▸ **Task to carry out**
Where the records below show a line containing "Delay before retry", start copying; end with the line containing "F: FnMut() ->", and copy it too.

* * * *

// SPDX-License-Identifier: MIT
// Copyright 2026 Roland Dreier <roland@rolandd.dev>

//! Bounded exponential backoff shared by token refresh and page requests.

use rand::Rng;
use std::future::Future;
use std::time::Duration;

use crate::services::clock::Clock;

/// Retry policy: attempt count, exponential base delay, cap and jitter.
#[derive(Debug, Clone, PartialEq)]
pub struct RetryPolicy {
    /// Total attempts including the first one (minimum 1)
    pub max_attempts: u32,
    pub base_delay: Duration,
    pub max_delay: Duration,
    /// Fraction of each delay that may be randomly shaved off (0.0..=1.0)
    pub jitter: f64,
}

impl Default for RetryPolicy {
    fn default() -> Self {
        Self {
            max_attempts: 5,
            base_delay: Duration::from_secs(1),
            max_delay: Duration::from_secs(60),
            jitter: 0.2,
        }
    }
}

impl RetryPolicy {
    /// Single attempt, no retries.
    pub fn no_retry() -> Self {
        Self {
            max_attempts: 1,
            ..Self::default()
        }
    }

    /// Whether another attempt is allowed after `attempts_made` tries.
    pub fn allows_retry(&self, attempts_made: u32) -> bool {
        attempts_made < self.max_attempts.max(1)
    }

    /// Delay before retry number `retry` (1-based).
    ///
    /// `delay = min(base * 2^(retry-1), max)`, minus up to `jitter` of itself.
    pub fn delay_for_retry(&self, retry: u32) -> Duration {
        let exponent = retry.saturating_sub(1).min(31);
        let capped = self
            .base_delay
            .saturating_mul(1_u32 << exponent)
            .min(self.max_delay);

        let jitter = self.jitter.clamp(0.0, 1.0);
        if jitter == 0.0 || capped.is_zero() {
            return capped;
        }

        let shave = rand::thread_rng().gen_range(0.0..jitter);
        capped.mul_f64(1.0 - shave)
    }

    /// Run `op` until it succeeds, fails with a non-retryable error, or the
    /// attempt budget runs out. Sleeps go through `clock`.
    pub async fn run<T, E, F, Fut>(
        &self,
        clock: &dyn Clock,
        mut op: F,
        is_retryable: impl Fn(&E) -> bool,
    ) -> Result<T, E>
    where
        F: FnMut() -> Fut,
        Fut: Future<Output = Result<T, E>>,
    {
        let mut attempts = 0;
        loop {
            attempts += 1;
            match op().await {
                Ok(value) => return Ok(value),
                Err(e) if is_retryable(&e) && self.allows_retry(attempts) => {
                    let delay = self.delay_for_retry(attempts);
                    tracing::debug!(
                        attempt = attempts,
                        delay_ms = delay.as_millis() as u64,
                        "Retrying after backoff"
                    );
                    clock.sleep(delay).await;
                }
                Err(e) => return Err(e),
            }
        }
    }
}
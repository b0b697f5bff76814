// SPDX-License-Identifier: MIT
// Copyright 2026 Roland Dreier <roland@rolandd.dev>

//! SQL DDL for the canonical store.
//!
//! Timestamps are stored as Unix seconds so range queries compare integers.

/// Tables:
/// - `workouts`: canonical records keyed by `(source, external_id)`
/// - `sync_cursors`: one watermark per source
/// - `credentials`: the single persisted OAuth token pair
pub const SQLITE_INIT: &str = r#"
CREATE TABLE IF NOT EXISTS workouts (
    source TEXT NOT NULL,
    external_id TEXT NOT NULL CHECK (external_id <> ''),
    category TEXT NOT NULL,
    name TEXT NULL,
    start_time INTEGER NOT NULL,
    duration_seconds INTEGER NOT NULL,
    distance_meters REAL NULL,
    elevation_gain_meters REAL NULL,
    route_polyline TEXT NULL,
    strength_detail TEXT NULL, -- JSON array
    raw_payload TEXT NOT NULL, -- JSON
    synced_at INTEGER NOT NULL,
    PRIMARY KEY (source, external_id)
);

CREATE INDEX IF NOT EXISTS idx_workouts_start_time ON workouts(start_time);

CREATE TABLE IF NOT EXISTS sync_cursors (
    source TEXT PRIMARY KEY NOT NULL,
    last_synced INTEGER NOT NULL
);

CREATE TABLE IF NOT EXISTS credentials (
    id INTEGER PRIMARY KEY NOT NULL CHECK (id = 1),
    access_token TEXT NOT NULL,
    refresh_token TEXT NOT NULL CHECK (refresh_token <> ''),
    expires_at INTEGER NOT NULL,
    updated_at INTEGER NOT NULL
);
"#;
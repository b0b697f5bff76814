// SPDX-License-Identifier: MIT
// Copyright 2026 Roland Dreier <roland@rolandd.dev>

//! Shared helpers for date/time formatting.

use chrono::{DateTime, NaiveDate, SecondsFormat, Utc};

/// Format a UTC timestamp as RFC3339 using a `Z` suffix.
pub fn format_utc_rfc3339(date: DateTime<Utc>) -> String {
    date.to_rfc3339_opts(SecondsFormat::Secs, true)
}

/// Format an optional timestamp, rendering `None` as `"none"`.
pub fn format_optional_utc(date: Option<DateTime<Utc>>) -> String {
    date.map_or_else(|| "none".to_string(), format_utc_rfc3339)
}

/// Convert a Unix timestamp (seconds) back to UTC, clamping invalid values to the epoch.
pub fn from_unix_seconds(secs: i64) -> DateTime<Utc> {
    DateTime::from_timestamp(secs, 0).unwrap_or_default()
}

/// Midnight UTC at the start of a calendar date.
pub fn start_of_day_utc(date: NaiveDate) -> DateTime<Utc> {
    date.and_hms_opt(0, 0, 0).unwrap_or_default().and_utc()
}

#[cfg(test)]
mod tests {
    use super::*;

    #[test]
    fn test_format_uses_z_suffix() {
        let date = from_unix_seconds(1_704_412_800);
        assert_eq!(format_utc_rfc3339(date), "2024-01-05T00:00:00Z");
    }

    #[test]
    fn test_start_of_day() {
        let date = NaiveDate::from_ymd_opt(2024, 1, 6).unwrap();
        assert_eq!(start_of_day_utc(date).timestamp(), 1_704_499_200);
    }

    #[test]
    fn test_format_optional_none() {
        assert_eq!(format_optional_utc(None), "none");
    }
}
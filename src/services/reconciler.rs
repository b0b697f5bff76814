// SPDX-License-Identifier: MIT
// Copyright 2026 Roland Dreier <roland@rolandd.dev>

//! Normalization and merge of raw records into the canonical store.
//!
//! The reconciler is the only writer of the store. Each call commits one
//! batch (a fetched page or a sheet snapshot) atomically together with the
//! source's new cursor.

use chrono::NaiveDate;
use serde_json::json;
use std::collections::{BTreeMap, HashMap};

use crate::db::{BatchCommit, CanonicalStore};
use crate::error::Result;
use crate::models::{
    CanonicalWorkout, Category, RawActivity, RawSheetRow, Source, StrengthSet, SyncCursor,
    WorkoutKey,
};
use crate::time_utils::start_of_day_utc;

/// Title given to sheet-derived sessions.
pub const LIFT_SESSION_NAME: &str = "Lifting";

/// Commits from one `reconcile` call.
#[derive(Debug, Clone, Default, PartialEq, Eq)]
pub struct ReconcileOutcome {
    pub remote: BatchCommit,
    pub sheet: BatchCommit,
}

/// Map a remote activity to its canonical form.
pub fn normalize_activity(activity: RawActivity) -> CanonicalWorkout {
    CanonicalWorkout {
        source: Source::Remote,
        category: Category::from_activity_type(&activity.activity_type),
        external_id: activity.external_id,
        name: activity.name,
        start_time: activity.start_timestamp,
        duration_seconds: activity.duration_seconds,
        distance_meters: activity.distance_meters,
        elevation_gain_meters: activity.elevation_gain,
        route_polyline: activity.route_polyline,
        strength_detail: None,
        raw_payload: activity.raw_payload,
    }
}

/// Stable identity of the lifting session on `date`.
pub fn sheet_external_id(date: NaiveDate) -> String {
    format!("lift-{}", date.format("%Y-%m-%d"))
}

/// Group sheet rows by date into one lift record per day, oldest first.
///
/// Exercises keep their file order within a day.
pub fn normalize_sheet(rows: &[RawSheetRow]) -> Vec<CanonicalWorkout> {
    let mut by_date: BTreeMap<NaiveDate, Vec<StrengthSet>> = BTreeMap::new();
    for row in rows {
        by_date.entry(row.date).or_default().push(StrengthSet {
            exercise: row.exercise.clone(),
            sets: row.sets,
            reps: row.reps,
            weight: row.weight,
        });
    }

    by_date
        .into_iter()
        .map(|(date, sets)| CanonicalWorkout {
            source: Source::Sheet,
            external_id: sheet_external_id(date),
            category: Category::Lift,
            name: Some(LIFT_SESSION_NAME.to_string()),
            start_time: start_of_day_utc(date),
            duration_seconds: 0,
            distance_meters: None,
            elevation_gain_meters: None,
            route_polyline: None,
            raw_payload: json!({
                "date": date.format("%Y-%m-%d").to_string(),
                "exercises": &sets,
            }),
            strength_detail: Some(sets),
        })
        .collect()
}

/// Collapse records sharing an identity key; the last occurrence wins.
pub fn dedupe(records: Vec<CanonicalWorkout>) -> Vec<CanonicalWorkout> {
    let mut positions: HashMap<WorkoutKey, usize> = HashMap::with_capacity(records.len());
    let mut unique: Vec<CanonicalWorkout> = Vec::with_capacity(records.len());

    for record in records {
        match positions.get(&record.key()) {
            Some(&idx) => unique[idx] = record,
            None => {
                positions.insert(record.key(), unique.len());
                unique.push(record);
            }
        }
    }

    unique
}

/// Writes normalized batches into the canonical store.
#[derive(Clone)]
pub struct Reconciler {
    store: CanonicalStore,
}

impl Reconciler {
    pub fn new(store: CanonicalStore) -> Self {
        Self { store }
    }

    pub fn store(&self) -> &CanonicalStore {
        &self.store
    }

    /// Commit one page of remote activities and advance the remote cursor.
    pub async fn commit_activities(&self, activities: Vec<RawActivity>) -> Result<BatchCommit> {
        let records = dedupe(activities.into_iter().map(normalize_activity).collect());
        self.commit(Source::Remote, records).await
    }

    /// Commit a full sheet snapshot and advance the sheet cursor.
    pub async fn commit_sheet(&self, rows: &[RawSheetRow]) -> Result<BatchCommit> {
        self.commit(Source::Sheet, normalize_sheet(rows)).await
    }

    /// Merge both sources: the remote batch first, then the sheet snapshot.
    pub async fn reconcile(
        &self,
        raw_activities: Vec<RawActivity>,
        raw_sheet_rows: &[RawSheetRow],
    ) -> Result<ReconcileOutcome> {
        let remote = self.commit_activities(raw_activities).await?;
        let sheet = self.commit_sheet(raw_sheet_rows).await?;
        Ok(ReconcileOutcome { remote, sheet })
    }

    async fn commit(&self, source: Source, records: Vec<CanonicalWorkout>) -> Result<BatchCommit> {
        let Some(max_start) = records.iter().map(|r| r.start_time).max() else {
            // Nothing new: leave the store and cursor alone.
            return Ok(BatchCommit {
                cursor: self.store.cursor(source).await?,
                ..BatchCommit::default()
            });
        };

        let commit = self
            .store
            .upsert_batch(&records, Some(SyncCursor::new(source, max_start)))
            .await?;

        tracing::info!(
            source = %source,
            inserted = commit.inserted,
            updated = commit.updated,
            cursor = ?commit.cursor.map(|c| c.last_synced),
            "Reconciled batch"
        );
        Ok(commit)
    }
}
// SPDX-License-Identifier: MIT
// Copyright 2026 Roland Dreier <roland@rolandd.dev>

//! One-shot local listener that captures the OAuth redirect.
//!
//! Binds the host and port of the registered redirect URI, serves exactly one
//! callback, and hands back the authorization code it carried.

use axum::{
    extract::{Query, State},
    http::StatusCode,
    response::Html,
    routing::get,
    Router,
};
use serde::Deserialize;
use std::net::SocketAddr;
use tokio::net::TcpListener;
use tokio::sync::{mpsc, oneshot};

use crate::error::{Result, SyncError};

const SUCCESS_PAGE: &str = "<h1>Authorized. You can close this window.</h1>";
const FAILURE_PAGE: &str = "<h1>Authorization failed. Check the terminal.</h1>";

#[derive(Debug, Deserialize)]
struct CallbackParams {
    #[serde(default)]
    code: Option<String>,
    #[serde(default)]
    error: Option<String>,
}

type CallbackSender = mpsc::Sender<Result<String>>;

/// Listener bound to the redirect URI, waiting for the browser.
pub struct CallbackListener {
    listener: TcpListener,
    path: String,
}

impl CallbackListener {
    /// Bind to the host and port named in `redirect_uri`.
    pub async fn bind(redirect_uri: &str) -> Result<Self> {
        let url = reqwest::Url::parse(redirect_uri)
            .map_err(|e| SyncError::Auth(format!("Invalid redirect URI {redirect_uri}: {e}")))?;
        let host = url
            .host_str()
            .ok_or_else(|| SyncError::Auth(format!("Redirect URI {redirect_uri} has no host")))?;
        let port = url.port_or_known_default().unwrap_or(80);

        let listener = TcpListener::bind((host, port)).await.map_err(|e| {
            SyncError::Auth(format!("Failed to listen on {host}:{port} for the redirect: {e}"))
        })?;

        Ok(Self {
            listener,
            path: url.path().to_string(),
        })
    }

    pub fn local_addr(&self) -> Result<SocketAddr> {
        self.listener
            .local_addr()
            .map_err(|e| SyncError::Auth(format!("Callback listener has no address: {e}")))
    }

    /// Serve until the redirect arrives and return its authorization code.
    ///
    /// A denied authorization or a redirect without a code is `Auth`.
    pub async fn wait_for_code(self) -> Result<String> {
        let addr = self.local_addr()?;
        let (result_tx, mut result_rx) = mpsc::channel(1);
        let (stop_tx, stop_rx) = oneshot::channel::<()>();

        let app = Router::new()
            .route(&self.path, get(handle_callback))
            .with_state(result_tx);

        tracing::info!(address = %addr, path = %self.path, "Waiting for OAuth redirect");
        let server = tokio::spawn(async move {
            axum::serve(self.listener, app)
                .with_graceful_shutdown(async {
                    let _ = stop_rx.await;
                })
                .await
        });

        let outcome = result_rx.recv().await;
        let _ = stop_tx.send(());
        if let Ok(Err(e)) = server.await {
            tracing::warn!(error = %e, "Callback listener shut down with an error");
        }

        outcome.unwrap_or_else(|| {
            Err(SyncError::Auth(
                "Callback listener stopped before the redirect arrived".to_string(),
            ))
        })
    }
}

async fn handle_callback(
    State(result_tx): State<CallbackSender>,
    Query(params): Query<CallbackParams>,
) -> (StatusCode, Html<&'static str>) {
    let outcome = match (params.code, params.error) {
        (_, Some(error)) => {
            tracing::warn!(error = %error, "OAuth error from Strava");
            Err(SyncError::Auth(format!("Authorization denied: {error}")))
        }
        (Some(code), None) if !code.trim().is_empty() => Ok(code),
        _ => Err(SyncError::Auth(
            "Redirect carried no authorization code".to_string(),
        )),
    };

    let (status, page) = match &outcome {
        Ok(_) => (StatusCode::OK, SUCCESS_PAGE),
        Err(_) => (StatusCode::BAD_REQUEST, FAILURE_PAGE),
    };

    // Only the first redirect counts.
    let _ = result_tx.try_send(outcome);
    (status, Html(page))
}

* * * *

▸ **Task solution**
    /// Delay before retry number `retry` (1-based).
    ///
    /// `delay = min(base * 2^(retry-1), max)`, minus up to `jitter` of itself.
    pub fn delay_for_retry(&self, retry: u32) -> Duration {
        let exponent = retry.saturating_sub(1).min(31);
        let capped = self
            .base_delay
            .saturating_mul(1_u32 << exponent)
            .min(self.max_delay);

        let jitter = self.jitter.clamp(0.0, 1.0);
        if jitter == 0.0 || capped.is_zero() {
            return capped;
        }

        let shave = rand::thread_rng().gen_range(0.0..jitter);
        capped.mul_f64(1.0 - shave)
    }

    /// Run `op` until it succeeds, fails with a non-retryable error, or the
    /// attempt budget runs out. Sleeps go through `clock`.
    pub async fn run<T, E, F, Fut>(
        &self,
        clock: &dyn Clock,
        mut op: F,
        is_retryable: impl Fn(&E) -> bool,
    ) -> Result<T, E>
    where
        F: FnMut() -> Fut,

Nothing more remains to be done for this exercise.